I have a continuous distribution $X$, which I would like to approximate by a discrete distribution. How do I do this? In particular, I would like a set of values of $X$ (which must be finite or at least countable) and probabilities associated to each point in that set.
For example, if I had a normal distribution with mean 0 and variance 1, then I could approximate it by the discrete distribution that takes the values -0.5, 0, and 0.5, with probabilities 0.25, 0.5, and 0.25 respectively.
That's obviously just something I made up in my head. What's the "best" way to do this?
The other way I thought of was to just simulate lots of samples from $X$, and then "group them together" in thight intervals. And then use the frequency of those intervals to calculate their probabilities ... and then to get a particular point, I could just round up.
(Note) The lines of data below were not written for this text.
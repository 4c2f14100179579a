// SPDX-License-Identifier: MPL-2.0
//! Idle timeout domain type for the controls overlay.
//!
//! This module provides a type-safe wrapper for the delay, in seconds,
//! after which an idle pointer hides the controls during playback.

use crate::config::{DEFAULT_IDLE_HIDE_SECS, MAX_IDLE_HIDE_SECS, MIN_IDLE_HIDE_SECS};

/// Idle-hide delay in seconds.
///
/// This newtype enforces validity at the type level, ensuring the value
/// is always within the valid range (1–30 seconds).
///
/// # Example
///
/// ```
/// use iced_reel::ui::state::IdleTimeout;
///
/// let timeout = IdleTimeout::new(5);
/// assert_eq!(timeout.value(), 5);
///
/// // Values outside range are clamped
/// let too_high = IdleTimeout::new(100);
/// assert_eq!(too_high.value(), 30);
/// ```
#[derive(Debug, Clone, Copy, PartialEq, Eq)]
pub struct IdleTimeout(u32);

impl IdleTimeout {
    /// Creates a new idle timeout, clamping to valid range.
    #[must_use]
    pub fn new(value: u32) -> Self {
        Self(value.clamp(MIN_IDLE_HIDE_SECS, MAX_IDLE_HIDE_SECS))
    }

    /// Returns the value as u32.
    #[must_use]
    pub fn value(self) -> u32 {
        self.0
    }

    /// Returns the timeout as a Duration.
    #[must_use]
    pub fn as_duration(self) -> std::time::Duration {
        std::time::Duration::from_secs(u64::from(self.0))
    }
}

impl Default for IdleTimeout {
    fn default() -> Self {
        Self(DEFAULT_IDLE_HIDE_SECS)
    }
}
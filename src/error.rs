// SPDX-License-Identifier: MPL-2.0
//! Crate-wide error type.
//!
//! Almost nothing in the player is fallible: the only failures that reach
//! this type are configuration I/O and the host refusing a fullscreen
//! request. Neither is ever surfaced to the user.

use thiserror::Error;

#[derive(Debug, Clone, Error, PartialEq)]
pub enum Error {
    #[error("I/O Error: {0}")]
    Io(String),

    #[error("Config Error: {0}")]
    Config(String),

    /// The host window refused or could not honour a fullscreen change.
    #[error("Fullscreen Error: {0}")]
    Fullscreen(String),

    /// The media element could not be created or reached.
    #[error("Media Error: {0}")]
    Media(String),
}

impl From<std::io::Error> for Error {
    fn from(err: std::io::Error) -> Self {
        Error::Io(err.to_string())
    }
}

impl From<toml::de::Error> for Error {
    fn from(err: toml::de::Error) -> Self {
        Error::Config(err.to_string())
    }
}

pub type Result<T> = std::result::Result<T, Error>;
So for example I could simulate from the normal distribution, and I would group together all samples in the interval [0, 0.001] and I would denote this "0" and give it a probability equal to how many samples were in that interval divided by total samples.
Is this the way to do it?
1 Choose a constraint on your approximation. For example, how many points should it be supported on? (If you later want to apply FFT, for example, a power of two would be a good idea.)
2 Choose a metric that you will use to determine how close you are to the original distribution (e.g., Kolmogorov-Smirnov statistic or Kullbeck-Leibler divergence).
3 Optimize to that metric within those constraints.